> _PROBLEM TO SOLVE_:
Every line below from the one containing "pub mod view;" through the one containing "owns its value." must be transcribed exactly. Omit all lines outside that stretch.

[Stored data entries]

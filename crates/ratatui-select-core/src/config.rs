use crate::dispatch::SelectBindings;
use crate::filter::FilterFn;
use crate::option::SelectOption;
use crate::placement::PlacementPreference;
use crate::selection::SelectMode;
use crate::selection::SelectValue;
use std::sync::Arc;

pub const DEFAULT_LISTBOX_ID: &str = "select-listbox";

/// Construction inputs for [`SelectEngine`](crate::engine::SelectEngine).
///
/// `value` makes the select controlled: the caller owns the value and gets change proposals.
/// Without it the select owns its value, starting from `default_value`.
#[derive(Clone)]
pub struct SelectConfig<T: Ord> {
    pub options: Vec<SelectOption<T>>,
    pub mode: SelectMode,
    pub value: Option<SelectValue<T>>,
    pub default_value: Option<SelectValue<T>>,
    pub searchable: bool,
    pub disabled: bool,
    pub clearable: bool,
    pub placement: PlacementPreference,
    pub filter: Option<FilterFn<T>>,
    pub bindings: SelectBindings,
    pub listbox_id: String,
}

impl<T: Ord> Default for SelectConfig<T> {
    fn default() -> Self {
        Self {
            options: Vec::new(),
            mode: SelectMode::Single,
            value: None,
            default_value: None,
            searchable: false,
            disabled: false,
            clearable: false,
            placement: PlacementPreference::Auto,
            filter: None,
            bindings: SelectBindings::default(),
            listbox_id: DEFAULT_LISTBOX_ID.to_string(),
        }
    }
}

impl<T: Ord> SelectConfig<T> {
    pub fn new(options: Vec<SelectOption<T>>) -> Self {
        Self {
            options,
            ..Self::default()
        }
    }

    pub fn mode(mut self, mode: SelectMode) -> Self {
        self.mode = mode;
        self
    }

    pub fn multiple(self) -> Self {
        self.mode(SelectMode::Multiple)
    }

    pub fn value(mut self, value: SelectValue<T>) -> Self {
        self.value = Some(value);
        self
    }

    pub fn default_value(mut self, value: SelectValue<T>) -> Self {
        self.default_value = Some(value);
        self
    }

    pub fn searchable(mut self, searchable: bool) -> Self {
        self.searchable = searchable;
        self
    }

    pub fn disabled(mut self, disabled: bool) -> Self {
        self.disabled = disabled;
        self
    }

    pub fn clearable(mut self, clearable: bool) -> Self {
        self.clearable = clearable;
        self
    }

    pub fn placement(mut self, placement: PlacementPreference) -> Self {
        self.placement = placement;
        self
    }

    pub fn filter(
        mut self,
        f: impl Fn(&SelectOption<T>, &str) -> bool + Send + Sync + 'static,
    ) -> Self {
        self.filter = Some(Arc::new(f));
        self
    }

    pub fn bindings(mut self, bindings: SelectBindings) -> Self {
        self.bindings = bindings;
        self
    }

    pub fn listbox_id(mut self, id: impl Into<String>) -> Self {
        self.listbox_id = id.into();
        self
    }
}
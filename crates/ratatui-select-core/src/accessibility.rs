/// Roles and states a renderer must expose for the trigger and the listbox.
#[derive(Clone, Debug, PartialEq, Eq)]
pub struct AccessibilityState {
    /// Trigger is expanded (dropdown open).
    pub expanded: bool,
    /// Identifier of the listbox the trigger owns.
    pub controls: String,
    pub disabled: bool,
    pub multiselectable: bool,
    /// Index into the full option list of the option announced as active.
    pub active_descendant: Option<usize>,
    /// One entry per visible option, in display order. Empty while closed.
    pub options: Vec<OptionAccessibility>,
}

#[derive(Clone, Copy, Debug, PartialEq, Eq)]
pub struct OptionAccessibility {
    pub position: usize,
    pub index: usize,
    pub selected: bool,
    pub disabled: bool,
    pub active: bool,
}
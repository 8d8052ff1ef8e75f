//! `ratatui-select` renders a select/dropdown for ratatui applications.
//!
//! [`view::SelectView`] hosts a [`engine::SelectEngine`] from `ratatui-select-core`, draws the
//! trigger and the floating list, owns the search text field, and turns mouse positions into
//! option clicks. The engine modules are re-exported so most applications only need this crate.
//!
//! Enable the `crossterm` feature for
//! `crossterm_input::input_event_from_crossterm`.
pub use ratatui_select_core::accessibility;
pub use ratatui_select_core::config;
pub use ratatui_select_core::dispatch;
pub use ratatui_select_core::engine;
pub use ratatui_select_core::error;
pub use ratatui_select_core::filter;
pub use ratatui_select_core::highlight;
pub use ratatui_select_core::input;
pub use ratatui_select_core::keymap;
pub use ratatui_select_core::lifecycle;
pub use ratatui_select_core::option;
pub use ratatui_select_core::placement;
pub use ratatui_select_core::selection;

#[cfg(feature = "crossterm")]
pub use ratatui_select_core::crossterm_input;

pub mod theme;

pub mod render;
pub mod viewport;

pub mod positioner;
pub mod search_field;
pub mod view;
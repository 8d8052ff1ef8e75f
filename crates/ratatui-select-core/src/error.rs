use crate::selection::SelectMode;

/// Errors reported when a select is misconfigured.
///
/// Interaction never fails; these only come out of construction and of pushing a controlled
/// value.
#[derive(Debug, Clone, PartialEq, Eq, thiserror::Error)]
pub enum SelectError {
    /// A value of one shape was supplied to a select of the other mode.
    #[error("{value:?} value supplied to a {mode:?} select")]
    ModeMismatch { mode: SelectMode, value: SelectMode },
    /// `set_value` was called on a select that owns its value.
    #[error("select owns its value; it was not constructed with a controlled value")]
    NotControlled,
}
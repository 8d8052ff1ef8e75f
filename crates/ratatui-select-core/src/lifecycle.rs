#[derive(Clone, Copy, Debug, Default, PartialEq, Eq)]
pub enum Lifecycle {
    #[default]
    Closed,
    Open,
}

/// Why the dropdown closed. Only `Tab` leaves the host's default focus movement alone.
#[derive(Clone, Copy, Debug, PartialEq, Eq)]
pub enum CloseReason {
    Commit,
    Escape,
    Outside,
    Tab,
    Toggle,
    Disabled,
}

#[derive(Clone, Copy, Debug, Default)]
pub struct DropdownLifecycle {
    state: Lifecycle,
}

impl DropdownLifecycle {
    pub fn state(&self) -> Lifecycle {
        self.state
    }

    pub fn is_open(&self) -> bool {
        self.state == Lifecycle::Open
    }

    /// `closed -> open`. Returns `false` when already open; repeated activation is a no-op.
    pub fn open(&mut self) -> bool {
        if self.is_open() {
            return false;
        }
        self.state = Lifecycle::Open;
        tracing::debug!("dropdown opened");
        true
    }

    /// `open -> closed`. Returns `false` when already closed.
    pub fn close(&mut self, reason: CloseReason) -> bool {
        if !self.is_open() {
            return false;
        }
        self.state = Lifecycle::Closed;
        tracing::debug!(?reason, "dropdown closed");
        true
    }
}
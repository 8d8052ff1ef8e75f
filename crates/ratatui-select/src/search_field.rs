//! Single-line text field used for the dropdown's search box.
use crate::render;
use ratatui::buffer::Buffer;
use ratatui::layout::Rect;
use ratatui::style::Style;
use ratatui_select_core::input::KeyCode;
use ratatui_select_core::input::KeyEvent;
use unicode_width::UnicodeWidthChar;

#[derive(Clone, Copy, Debug, PartialEq, Eq)]
pub enum SearchFieldAction {
    None,
    Moved,
    Changed,
}

#[derive(Clone, Debug, Default)]
pub struct SearchField {
    text: String,
    cursor: usize, // char index
    scroll_x: u32, // display columns
}

impl SearchField {
    pub fn new() -> Self {
        Self::default()
    }

    pub fn text(&self) -> &str {
        &self.text
    }

    pub fn cursor(&self) -> usize {
        self.cursor
    }

    /// Replaces the text and puts the caret at the end.
    pub fn set_text(&mut self, text: &str) {
        self.text.clear();
        self.text.push_str(text);
        self.cursor = self.char_len();
        self.scroll_x = 0;
    }

    pub fn handle_key(&mut self, key: &KeyEvent) -> SearchFieldAction {
        match key.code {
            KeyCode::Char(c) => {
                if key.modifiers.ctrl || key.modifiers.alt || !key.code.is_char() {
                    return SearchFieldAction::None;
                }
                self.insert_char(c);
                SearchFieldAction::Changed
            }
            KeyCode::Backspace => {
                if self.cursor == 0 {
                    return SearchFieldAction::None;
                }
                self.cursor -= 1;
                self.remove_at_cursor();
                SearchFieldAction::Changed
            }
            KeyCode::Delete => {
                if self.cursor >= self.char_len() {
                    return SearchFieldAction::None;
                }
                self.remove_at_cursor();
                SearchFieldAction::Changed
            }
            KeyCode::Left => self.move_to(self.cursor.saturating_sub(1)),
            KeyCode::Right => self.move_to((self.cursor + 1).min(self.char_len())),
            KeyCode::Home => self.move_to(0),
            KeyCode::End => self.move_to(self.char_len()),
            _ => SearchFieldAction::None,
        }
    }

    /// Inserts pasted text at the caret. Line breaks become spaces.
    pub fn insert_str(&mut self, s: &str) -> SearchFieldAction {
        let mut changed = false;
        for ch in s.chars() {
            let ch = if ch == '\n' || ch == '\r' { ' ' } else { ch };
            if ch.is_control() && ch != '\t' {
                continue;
            }
            self.insert_char(ch);
            changed = true;
        }
        if changed {
            SearchFieldAction::Changed
        } else {
            SearchFieldAction::None
        }
    }

    /// Caret column relative to the start of the text.
    pub fn cursor_display_x(&self) -> u32 {
        self.text
            .chars()
            .take(self.cursor)
            .map(|ch| UnicodeWidthChar::width(ch).unwrap_or(0) as u32)
            .sum()
    }

    /// Screen position of the caret when rendered into `area`.
    pub fn cursor_pos(&self, area: Rect) -> Option<(u16, u16)> {
        if area.width == 0 || area.height == 0 {
            return None;
        }
        let x = self.cursor_display_x().saturating_sub(self.scroll_x);
        if x >= area.width as u32 {
            return None;
        }
        Some((area.x + x as u16, area.y))
    }

    pub fn render_ref(
        &mut self,
        area: Rect,
        buf: &mut Buffer,
        style: Style,
        placeholder: &str,
        placeholder_style: Style,
    ) {
        if area.width == 0 || area.height == 0 {
            return;
        }
        self.ensure_cursor_visible(area.width);
        buf.set_style(Rect::new(area.x, area.y, area.width, 1), style);
        if self.text.is_empty() {
            render::render_str_clipped(area.x, area.y, 0, area.width, buf, placeholder, placeholder_style);
        } else {
            render::render_str_clipped(area.x, area.y, self.scroll_x, area.width, buf, &self.text, style);
        }
    }

    fn ensure_cursor_visible(&mut self, width: u16) {
        let cx = self.cursor_display_x();
        if cx < self.scroll_x {
            self.scroll_x = cx;
        } else if cx >= self.scroll_x.saturating_add(width as u32) {
            self.scroll_x = cx.saturating_sub(width.saturating_sub(1) as u32);
        }
    }

    fn move_to(&mut self, cursor: usize) -> SearchFieldAction {
        if cursor == self.cursor {
            return SearchFieldAction::None;
        }
        self.cursor = cursor;
        SearchFieldAction::Moved
    }

    fn insert_char(&mut self, ch: char) {
        let byte_idx = self.byte_index(self.cursor);
        self.text.insert(byte_idx, ch);
        self.cursor += 1;
    }

    fn remove_at_cursor(&mut self) {
        let byte_idx = self.byte_index(self.cursor);
        if byte_idx < self.text.len() {
            self.text.remove(byte_idx);
        }
    }

    fn byte_index(&self, char_idx: usize) -> usize {
        self.text
            .char_indices()
            .nth(char_idx)
            .map(|(b, _)| b)
            .unwrap_or(self.text.len())
    }

    fn char_len(&self) -> usize {
        self.text.chars().count()
    }
}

> _RESPONSE AREA_:
pub mod view;
repository 8d8052ff1ef8e75f
filename crates/ratatui-select-core/src/error.rs
use crate::selection::SelectMode;

/// Errors reported when a select is misconfigured.
///
/// Interaction never fails; these only come out of construction and of pushing a controlled
/// value.
#[derive(Debug, Clone, PartialEq, Eq, thiserror::Error)]
pub enum SelectError {
    /// A value of one shape was supplied to a select of the other mode.
    #[error("{value:?} value supplied to a {mode:?} select")]
    ModeMismatch { mode: SelectMode, value: SelectMode },
    /// `set_value` was called on a select that owns its value.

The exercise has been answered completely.